I hadnt really thought about Jim Carrey, but having evolved from The Mask and Ace Ventura, he really does seem like another man who is capable of picking his roles and when he delivers - he really delivers. Eternal Sunshine, Man on the Moon, The Truman Show (which I *love*), and others. He, like Johnny Depp and maybe unlike other actors of their generation, have encompassed many many roles and been brave enough to portay them on film for the reviews and comments of us Luddites.

So - Johnny Depp. Awesomely cool. Jim Carrey - awesomely cool. But for different reasons.


----------



## Ranu (Feb 27, 2010)

Why on earth did he do The Astronaut's Wife?  It must have been very different on paper.


----------



## AverageJoe (Feb 27, 2010)

I'm sure it was  But havent we all had Buyers Remorse?


----------



## badlands (Feb 27, 2010)

Orang Utan said:


> there you go what?
> nonsequiturs abound



they do


----------



## janeb (Feb 27, 2010)

He was brilliant as William Blake in Deadman

http://www.nytrash.com/deadman/


----------



## Cheesypoof (Feb 27, 2010)

janeb said:


> He was brilliant as William Blake in Deadman
> 
> http://www.nytrash.com/deadman/



i aint seen that one!

been looking for a blake biography recently - there isnt one


----------



## janeb (Feb 27, 2010)

Cheesypoof said:


> i aint seen that one!
> 
> been looking for a blake biography recently - there isnt one



The Peter Ackroyd biography is interesting but not unusual - one of the best books I have on Blake is by G R Sabri-Tabrizi, 'The Heaven and Hell of William Blake'


----------



## Cheesypoof (Feb 27, 2010)

janeb said:


> The Peter Ackroyd biography is interesting but not unusual - one of the best books I have on Blake is by G R Sabri-Tabrizi, 'The Heaven and Hell of William Blake'



thank you, i love you x


----------



## story (Feb 27, 2010)

Cheesypoof said:


> i aint seen that one!
> 
> been looking for a blake biography recently - there isnt one



Yes there is Cheesypoof


----------



## janeb (Feb 27, 2010)

Cheesypoof said:


> thank you, i love you x



enjoy x


----------



## Cid (Feb 27, 2010)

Cheesypoof said:


> and the smooth talkin dealer in fear and loathing in las vegas and willy wonka?



Um... Hang on a minute, did you actually not realise that he plays Raol Duke, who is basically Hunter S Thompson? 



Cheesypoof said:


> i aint seen that one!
> 
> been looking for a blake biography recently - there isnt one



WTF? Where were you looking? I'd suggest trying google, Amazon or wiki (maybe even a library) instead...


----------



## MightyAphrodite (Feb 27, 2010)

DotCommunist said:


> Let us not forget that he was the bredrin of gonzo legend Hunter S Thompson and did a fucking good (if not quite machismo enough) portrayal of the cantankerous druggy writer in Fear and Loathing.

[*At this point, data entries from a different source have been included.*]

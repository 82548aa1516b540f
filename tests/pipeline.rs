//! End-to-end tests: load a word list from disk, generate ladders, save JSON.

use std::fs;

use word_ladders::commands::{GenerateOptions, build_graph, find_neighbors, run_generate};
use word_ladders::graph::GraphStrategy;
use word_ladders::ladder::{LadderConfig, SelectionConfig};
use word_ladders::output::save_ladders;
use word_ladders::wordlists::loader::load_records;

fn quiet() -> GenerateOptions {
    GenerateOptions {
        quiet: true,
        ..GenerateOptions::default()
    }
}

fn write_wordlist(dir: &tempfile::TempDir, content: &str) -> std::path::PathBuf {
    let path = dir.path().join("words.txt");
    fs::write(&path, content).unwrap();
    path
}

#[test]
fn crlf_word_list_to_json() {
    let dir = tempfile::tempdir().unwrap();
    let input = write_wordlist(&dir, "hello\r\ncello\r\ncells\r\nhippo\r\nhi\r\n");
    let output = dir.path().join("ladders.json");

    let records = load_records(&input).unwrap();
    let result = run_generate(&records, &quiet()).unwrap();
    save_ladders(&result.ladders, &output, false).unwrap();

    assert_eq!(
        fs::read_to_string(&output).unwrap(),
        r#"[["cells","cello","hello"],["hello","cello","cells"]]"#
    );
}

#[test]
fn longer_ladders_sort_after_shorter_ones() {
    let dir = tempfile::tempdir().unwrap();
    // bolts - belts - bells - cells - calls
    let input = write_wordlist(&dir, "calls\nbells\nbolts\ncells\nbelts\n");

    let records = load_records(&input).unwrap();
    let result = run_generate(&records, &quiet()).unwrap();
    let rendered: Vec<String> = result.ladders.iter().map(ToString::to_string).collect();

    assert_eq!(
        rendered,
        vec![
            "bells → cells → calls",
            "belts → bells → cells",
            "calls → cells → bells",
            "cells → bells → belts",
            "belts → bells → cells → calls",
            "bolts → belts → bells → cells",
            "calls → cells → bells → belts",
            "cells → bells → belts → bolts",
            "bolts → belts → bells → cells → calls",
            "calls → cells → bells → belts → bolts",
        ]
    );
}

#[test]
fn relaxed_filters_keep_more_ladders() {
    let records = ["hello", "cello", "jello"];
    let options = GenerateOptions {
        config: LadderConfig {
            selection: SelectionConfig {
                skip_single_step: false,
                require_first_letter_change: true,
            },
            ..LadderConfig::default()
        },
        ..quiet()
    };

    let result = run_generate(&records, &options).unwrap();
    // Six directed single steps, no self-loops
    assert_eq!(result.ladders.len(), 6);
    assert!(result.ladders.iter().all(|l| l.len() == 2));
}

#[test]
fn repeated_runs_write_identical_files() {
    let dir = tempfile::tempdir().unwrap();
    let input = write_wordlist(
        &dir,
        "tolls\ntells\nbells\ncells\nhells\nhello\ncello\njello\nbulls\nballs\ncalls\nhalls\npulls\npolls\n",
    );
    let first = dir.path().join("first.json");
    let second = dir.path().join("second.json");

    let records = load_records(&input).unwrap();
    let options = GenerateOptions {
        strategy: GraphStrategy::Bucketed,
        ..quiet()
    };
    save_ladders(&run_generate(&records, &options).unwrap().ladders, &first, true).unwrap();
    save_ladders(&run_generate(&records, &options).unwrap().ladders, &second, true).unwrap();

    assert_eq!(fs::read(&first).unwrap(), fs::read(&second).unwrap());
}

#[test]
fn missing_word_list_is_an_error() {
    let dir = tempfile::tempdir().unwrap();
    assert!(load_records(dir.path().join("nope.txt")).is_err());
}

#[test]
fn neighbors_lookup_from_file() {
    let dir = tempfile::tempdir().unwrap();
    let input = write_wordlist(&dir, "hello\ncello\njello\nhippo\n");

    let records = load_records(&input).unwrap();
    let (words, graph) =
        build_graph(&records, &LadderConfig::default(), GraphStrategy::Pairwise).unwrap();
    let result = find_neighbors("cello", &words, &graph).unwrap();

    assert_eq!(result.neighbors, vec!["hello", "jello"]);
}
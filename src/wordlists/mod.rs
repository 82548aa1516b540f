//! Word lists for ladder building
//!
//! Provides the file loader plus a small embedded sample lexicon compiled into the binary.

mod embedded;
pub mod loader;

pub use embedded::{SAMPLE, SAMPLE_COUNT};

#[cfg(test)]
mod tests {
    use super::*;

    #[test]
    fn sample_count_matches_const() {
        assert_eq!(SAMPLE.len(), SAMPLE_COUNT);
    }

    #[test]
    fn sample_words_are_five_lowercase_letters() {
        for &word in SAMPLE {
            assert_eq!(word.len(), 5, "Word '{word}' is not 5 letters");
            assert!(
                word.chars().all(|c| c.is_ascii_lowercase()),
                "Word '{word}' contains non-lowercase chars"
            );
        }
    }

    #[test]
    fn sample_has_no_duplicates() {
        let unique: std::collections::HashSet<_> = SAMPLE.iter().collect();
        assert_eq!(unique.len(), SAMPLE.len());
    }

    #[test]
    fn sample_contains_classic_ladder() {
        for word in ["hello", "cello", "jello"] {
            assert!(SAMPLE.contains(&word), "Sample is missing '{word}'");
        }
    }
}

yeah if he was good enough for the good doctor to consider him a close friend thats good enough for me.


depp is ace anyway.


----------



## Zabo (Feb 27, 2010)

Brilliant actor. I'm just hoping he'll find time to work with Gilliam on the much wanted and waited for Don Quixote.


----------



## weltweit (Feb 27, 2010)

I liked him as Willy Wonka, but thought his performance was overshadowed by excellent Umpa Lumpas and the kid ..


----------



## Bakunin (Feb 27, 2010)

I liked Depp in Donnie Brasco and Public Enemies. By all accounts he's quite a pleasant chap in person as well.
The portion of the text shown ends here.